● PROMPT
The answer must be every line from the entries below that contains "profesor".

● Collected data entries
//! Errors raised by [`GradeBook`](super::GradeBook) operations.

use thiserror::Error;

#[derive(Debug, Error, PartialEq)]
pub enum BookError {
    /// No subject matched the given id or name.
    #[error("subject not found: {0}")]
    SubjectNotFound(String),

    #[error("grade not found in {subject}: {grade}")]
    GradeNotFound { subject: String, grade: String },

    #[error("objective not found in {subject}: {objective}")]
    ObjectiveNotFound { subject: String, objective: String },

    /// Input rejected by validation; carries every problem found.
    #[error("invalid input: {}", .0.join("; "))]
    Invalid(Vec<String>),
}

impl From<Vec<String>> for BookError {
    fn from(errors: Vec<String>) -> Self {
        BookError::Invalid(errors)
    }
}
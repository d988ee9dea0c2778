pub mod formatter;

pub use formatter::{
    format_grade, format_objectives, format_percent, format_required_grade, format_stats,
    format_subject_detail, format_subject_table, format_trend, format_tsv, greeting,
    should_use_colors,
};
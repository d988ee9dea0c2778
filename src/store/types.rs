use serde::{Deserialize, Serialize};

/// Credits given to a subject when the stored document does not carry any
pub const DEFAULT_CREDITS: f64 = 6.0;

/// One scored component of a subject's final grade.
///
/// `weight` is a percentage (0-100) of the subject's total grading.
#[derive(Debug, Clone, PartialEq, Serialize, Deserialize)]
pub struct GradeEntry {
    pub id: String,
    #[serde(rename = "nombre")]
    pub name: String,
    #[serde(rename = "valor")]
    pub value: f64,
    #[serde(rename = "ponderacion")]
    pub weight: f64,
}

/// A target average for a subject plus the user-confirmed completion flag.
#[derive(Debug, Clone, PartialEq, Serialize, Deserialize)]
pub struct Objective {
    pub id: String,
    #[serde(rename = "descripcion")]
    pub description: String,
    #[serde(rename = "notaObjetivo")]
    pub target_grade: f64,
    #[serde(rename = "completado", default)]
    pub completed: bool,
}

impl Objective {
    pub fn state(&self) -> ObjectiveState {
        if self.completed {
            ObjectiveState::Completed
        } else {
            ObjectiveState::Pending
        }
    }
}

/// Stored completion state. Only explicit user actions move between states.
#[derive(Debug, Clone, Copy, PartialEq, Eq)]
pub enum ObjectiveState {
    Pending,
    Completed,
}

#[derive(Debug, Clone, PartialEq, Serialize, Deserialize)]
pub struct Subject {
    pub id: String,
    #[serde(rename = "nombre")]
    pub name: String,
    #[serde(rename = "profesor", default)]
    pub professor: String,
    #[serde(rename = "creditos", default = "default_credits")]
    pub credits: f64,
    #[serde(default)]
    pub color: String,
    #[serde(rename = "notas", default)]
    pub grades: Vec<GradeEntry>,
    // Older documents predate objectives entirely
    #[serde(rename = "objetivos", default)]
    pub objectives: Vec<Objective>,
}

fn default_credits() -> f64 {
    DEFAULT_CREDITS
}

#[cfg(test)]
mod tests {
    use super::*;

    #[test]
    fn test_subject_without_objectives_defaults_to_empty() {
        let json = r##"{
            "id": "1700000000000",
            "nombre": "Matemáticas",
            "profesor": "García",
            "creditos": 6,
            "color": "#60a5fa",
            "notas": [
                { "id": "1700000000001", "nombre": "Parcial", "valor": 7.5, "ponderacion": 40 }
            ]
        }"##;

        let subject: Subject = serde_json::from_str(json).unwrap();
        assert_eq!(subject.name, "Matemáticas");
        assert_eq!(subject.grades.len(), 1);
        assert_eq!(subject.grades[0].weight, 40.0);
        assert!(subject.objectives.is_empty());
    }

    #[test]
    fn test_missing_optional_subject_fields() {
        let json = r#"{ "id": "1", "nombre": "Lengua" }"#;
        let subject: Subject = serde_json::from_str(json).unwrap();
        assert_eq!(subject.professor, "");
        assert_eq!(subject.credits, DEFAULT_CREDITS);
        assert!(subject.grades.is_empty());
    }

    #[test]
    fn test_serializes_original_field_names() {
        let subject = Subject {
            id: "s1".to_string(),
            name: "Física".to_string(),
            professor: "Pérez".to_string(),
            credits: 4.5,
            color: "#f87171".to_string(),
            grades: vec![GradeEntry {
                id: "g1".to_string(),
                name: "Lab".to_string(),
                value: 8.0,
                weight: 20.0,
            }],
            objectives: vec![Objective {
                id: "o1".to_string(),
                description: "Aprobar".to_string(),
                target_grade: 5.0,
                completed: false,
            }],
        };

        let value = serde_json::to_value(&subject).unwrap();
        assert_eq!(value["nombre"], "Física");
        assert_eq!(value["creditos"], 4.5);
        assert_eq!(value["notas"][0]["valor"], 8.0);
        assert_eq!(value["notas"][0]["ponderacion"], 20.0);
        assert_eq!(value["objetivos"][0]["notaObjetivo"], 5.0);
        assert_eq!(value["objetivos"][0]["completado"], false);
    }

    #[test]
    fn test_objective_state_follows_flag() {
        let mut objective = Objective {
            id: "o1".to_string(),
            description: "Notable".to_string(),
            target_grade: 7.0,
            completed: false,
        };
        assert_eq!(objective.state(), ObjectiveState::Pending);
        objective.completed = true;
        assert_eq!(objective.state(), ObjectiveState::Completed);
    }
}
pub mod book;
pub mod error;
pub mod export;
pub mod storage;
pub mod types;

pub use book::{GradeBook, GradePatch, NewGrade, NewObjective, NewSubject, SubjectPatch, PALETTE};
pub use error::BookError;
pub use export::{export_book, export_file_name, import_book};
pub use storage::{get_data_path, load_book, save_book};
pub use types::{GradeEntry, Objective, ObjectiveState, Subject};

● ANSWER TO THIS PROBLEM
    #[serde(rename = "profesor", default)]
            "profesor": "García",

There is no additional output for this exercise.